Con Las Vegas
vibrando por el arranque de la semana de la Fórmula 1, un selecto grupo de estrellas del poker convirtió el piso 66 del Resorts World en el escenario más exclusivo y panorámico de la ciudad. Allí, escondido y con vista privilegiada al Strip, se desarrolló el Big Deal for One Drop, un torneo benéfico e invitacional de US$5.300 que reunió a nombres gigantes… y donde Nacho Barbero
volvió a demostrar por qué es uno de los jugadores más respetados del planeta.
El evento, animado por un Phil Hellmuth
en modo showman total, contó con figuras de la talla de Jennifer Tilly
, Antonio Esfandiari
, Sergio Aido
, Jesse Lonis
y Shaun Deeb
. Pero entre tanto brillo internacional, el argentino Barbero destacó con su habitual carisma y juego eléctrico, robándose flashes y comentarios desde el inicio.
La noche comenzó con palabras de Guy Laliberté
, fundador de One Drop y anfitrión del evento, junto a Hellmuth y Esfandiari. Este último emocionó a la sala relatando su experiencia visitando proyectos de acceso a agua potable: “No pensamos ni un segundo lo afortunados que somos cada vez que abrimos la llave del agua”, recordó.

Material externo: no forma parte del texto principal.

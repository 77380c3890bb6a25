//! Deliberately naive O(N*W) reference implementation, reachable only from
//! tests. Used to check the sliding-window path for correctness and
//! throughput correctness properties.

use crate::{WindowSeries, STD_EPSILON};

pub fn naive_reference(values: &[f64], window_size: usize) -> WindowSeries {
    let n = values.len();
    let w = window_size;
    let mut series = WindowSeries::with_capacity(n - w + 1);

    for end in w..=n {
        let window = &values[end - w..end];
        let mean = window.iter().sum::<f64>() / w as f64;
        let variance = window.iter().map(|v| (v - mean).powi(2)).sum::<f64>() / w as f64;
        let std = variance.max(0.0).sqrt();
        let last = values[end - 1];
        let z = if std < STD_EPSILON { 0.0 } else { (last - mean) / std };
        series.push(z, mean, std);
    }

    series
}

#[cfg(test)]
mod tests {
    use super::*;
    use crate::compute_window_metrics;

    fn lcg(seed: &mut u64) -> f64 {
        *seed = seed.wrapping_mul(6364136223846793005).wrapping_add(1442695040888963407);
        ((*seed >> 11) as f64) / ((1u64 << 53) as f64)
    }

    #[test]
    fn matches_sliding_window_path() {
        let mut seed = 42u64;
        let values: Vec<f64> = (0..500).map(|_| lcg(&mut seed) * 200.0 - 100.0).collect();
        let w = 20;

        let fast = compute_window_metrics(&values, w).unwrap();
        let slow = naive_reference(&values, w);

        assert_eq!(fast.len(), slow.len());
        for i in 0..fast.len() {
            assert!((fast.moving_average[i] - slow.moving_average[i]).abs() < 1e-9);
            assert!((fast.z_score[i] - slow.z_score[i]).abs() < 1e-10);
        }
    }

    #[test]
    fn constant_input_yields_zero_z_scores() {
        let values = vec![7.0; 100];
        let fast = compute_window_metrics(&values, 10).unwrap();
        assert!(fast.z_score.iter().all(|&z| z == 0.0));
    }

    #[test]
    fn throughput_beats_naive_by_wide_margin() {
        use std::time::Instant;

        let mut seed = 7u64;
        let values: Vec<f64> = (0..10_000).map(|_| lcg(&mut seed) * 50.0).collect();
        let w = 50;

        let start = Instant::now();
        compute_window_metrics(&values, w).unwrap();
        let fast_elapsed = start.elapsed();

        let start = Instant::now();
        naive_reference(&values, w);
        let slow_elapsed = start.elapsed();

        assert!(
            slow_elapsed >= fast_elapsed * 10,
            "expected the naive path to be meaningfully slower (fast={fast_elapsed:?}, slow={slow_elapsed:?})"
        );
    }
}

Del Buy In Us$5,300, Us$1.000 Se Destinan Directamente A La Fundación One Drop.
Luego, con música vibrante y Hellmuth narrando manos como si fueran escenas de película, las cartas empezaron a volar. Entre risas, champagne y anécdotas, Barbero protagonizó una de las secuencias más comentadas del torneo, cuando se jugó un flip decisivo contra Lonis, el grinder más ganador en torneos en vivo del 2025.
“Me puse en un flip con Jesse, ¿quién creen que ganó?”, bromeó Nacho al resto de la mesa, fiel a su estilo descontracturado. La eliminación fuera de los cobros no apagó su presencia: su buen humor, su competitividad y su magnetismo natural lo mantuvieron como uno de los personajes más celebrados del evento.

El Campeón Junto A La Leyenda.
El torneo terminó con Steven Jones
– si el mismo que quedó eliminado en la burbuja de El Juego del Calamar- cobrando revancha histórica ante Shaun Deeb
para llevarse el título y US$73.900, mientras Hellmuth posaba para las cámaras antes de desaparecer rumbo a los eventos del fin de semana de F1… con sus fieles audífonos colgados del cuello.